• [Task to complete] The required output is a copy of each line in the material below that includes "impl".

• [Task inputs]

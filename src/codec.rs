//! Buffer-oriented encoding and decoding of netstring frames.
//!
//! The blocking [`FrameReader`] and [`FrameWriter`] cover the common case of
//! owning a byte stream. Callers that manage their own buffers can drive a
//! [`NetstringCodec`] through the [`Decoder`] and [`Encoder`] traits instead.
//!
//! [`FrameReader`]: crate::FrameReader
//! [`FrameWriter`]: crate::FrameWriter

use std::cmp;
use std::fmt::Write;
use std::io;

use bytes::{Buf, BytesMut};

use crate::error::Error;
use crate::length::{max_len_digits, LengthParser, FRAME_DELIMITER};
use crate::DEFAULT_MAX_FRAME_SIZE;

/// Pulls frames out of bytes the caller has already read.
///
/// A decoder may hold a partly parsed frame between calls, so the same
/// instance has to see every byte of the stream in order.
pub trait Decoder {
    /// Frame payload type.
    type Item;

    /// Error reported for malformed input.
    type Error: From<io::Error>;

    /// Takes the next whole frame off the front of `src`.
    ///
    /// Returns `Ok(None)` when `src` ends partway through a frame; the bytes
    /// seen so far are kept or consumed as the decoder sees fit, and the call
    /// should be repeated once more data has been appended.
    fn decode(&mut self, src: &mut BytesMut) -> Result<Option<Self::Item>, Self::Error>;

    /// Like `decode`, but called once the stream has ended, so a partial
    /// frame left in `buf` is an error rather than a reason to wait.
    fn decode_eof(&mut self, buf: &mut BytesMut) -> Result<Option<Self::Item>, Self::Error>;
}

/// Appends the wire form of a frame to a buffer.
pub trait Encoder<Item> {
    /// Error reported when `item` cannot be encoded.
    type Error: From<io::Error>;

    /// Writes `item` as one frame at the end of `dst`.
    fn encode(&mut self, item: Item, dst: &mut BytesMut) -> Result<(), Self::Error>;
}

#[derive(Debug, Clone, Copy, PartialEq, Eq)]
enum DecodeState {
    Head,
    Body(usize),
    Skip(usize),
}

/// Netstring codec over `BytesMut` buffers.
///
/// Decoding applies the same limits as [`FrameReader`]: an oversized frame is
/// reported with [`Error::FrameTooLarge`] and its bytes are skipped as they
/// arrive, and a missing `,` discards everything currently buffered.
///
/// [`FrameReader`]: crate::FrameReader
#[derive(Debug, Clone)]
pub struct NetstringCodec {
    max_frame_size: usize,
    len: LengthParser,
    state: DecodeState,
}

impl NetstringCodec {
    /// Creates a codec accepting frames up to the default size of 4096 bytes.
    pub fn new() -> NetstringCodec {
        NetstringCodec::with_max_frame_size(DEFAULT_MAX_FRAME_SIZE)
    }

    /// Creates a codec accepting frames up to `max_frame_size` bytes.
    pub fn with_max_frame_size(max_frame_size: usize) -> NetstringCodec {
        NetstringCodec {
            max_frame_size: max_frame_size,
            len: LengthParser::new(max_len_digits(max_frame_size)),
            state: DecodeState::Head,
        }
    }

    /// Returns the maximum accepted payload size.
    pub fn max_frame_size(&self) -> usize {
        self.max_frame_size
    }

    fn decode_head(&mut self, src: &mut BytesMut) -> Result<Option<usize>, Error> {
        let mut consumed = 0;
        let mut res = Ok(None);
        while consumed < src.len() {
            let b = src[consumed];
            consumed += 1;
            res = self.len.push(b);
            match res {
                Ok(None) => {}
                _ => break,
            }
        }
        src.advance(consumed);
        res
    }
}

impl Default for NetstringCodec {
    fn default() -> NetstringCodec {
        NetstringCodec::new()
    }
}

impl Decoder for NetstringCodec {
    type Item = BytesMut;
    type Error = Error;

    fn decode(&mut self, src: &mut BytesMut) -> Result<Option<BytesMut>, Error> {
        loop {
            match self.state {
                DecodeState::Head => {
                    let len = match self.decode_head(src)? {
                        Some(len) => len,
                        None => return Ok(None),
                    };
                    if len > self.max_frame_size {
                        debug!("skipping oversized frame; len={} max={}", len, self.max_frame_size);
                        self.state = DecodeState::Skip(len.saturating_add(1));
                        return Err(Error::FrameTooLarge { len: len, max: self.max_frame_size });
                    }
                    self.state = DecodeState::Body(len);
                }
                DecodeState::Body(len) => {
                    if src.len() <= len {
                        src.reserve((len - src.len()).saturating_add(1));
                        return Ok(None);
                    }
                    self.state = DecodeState::Head;
                    let delim = src[len];
                    if delim != FRAME_DELIMITER {
                        warn!("bad frame delimiter; discarding {} buffered bytes", src.len());
                        src.clear();
                        return Err(Error::BadDelimiter(delim));
                    }
                    let frame = src.split_to(len);
                    src.advance(1);
                    trace!("frame decoded from buffer; len={}", len);
                    return Ok(Some(frame));
                }
                DecodeState::Skip(remaining) => {
                    let amt = cmp::min(remaining, src.len());
                    src.advance(amt);
                    if amt < remaining {
                        self.state = DecodeState::Skip(remaining - amt);
                        return Ok(None);
                    }
                    self.state = DecodeState::Head;
                }
            }
        }
    }

    fn decode_eof(&mut self, buf: &mut BytesMut) -> Result<Option<BytesMut>, Error> {
        match self.decode(buf)? {
            Some(frame) => Ok(Some(frame)),
            None if buf.is_empty() && self.state == DecodeState::Head && self.len.is_empty() => {
                Ok(None)
            }
            None => {
                Err(io::Error::new(io::ErrorKind::UnexpectedEof,
                                   "stream ended inside a frame").into())
            }
        }
    }
}

impl<T: AsRef<[u8]>> Encoder<T> for NetstringCodec {
    type Error = Error;

    fn encode(&mut self, item: T, dst: &mut BytesMut) -> Result<(), Error> {
        let data = item.as_ref();
        dst.reserve(max_len_digits(data.len()) + data.len() + 2);
        write!(dst, "{}:", data.len())
            .map_err(|_| io::Error::new(io::ErrorKind::Other, "failed to encode length"))?;
        dst.extend_from_slice(data);
        dst.extend_from_slice(&[FRAME_DELIMITER]);
        Ok(())
    }
}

• [Worked solution]
impl NetstringCodec {
impl Default for NetstringCodec {
impl Decoder for NetstringCodec {
impl<T: AsRef<[u8]>> Encoder<T> for NetstringCodec {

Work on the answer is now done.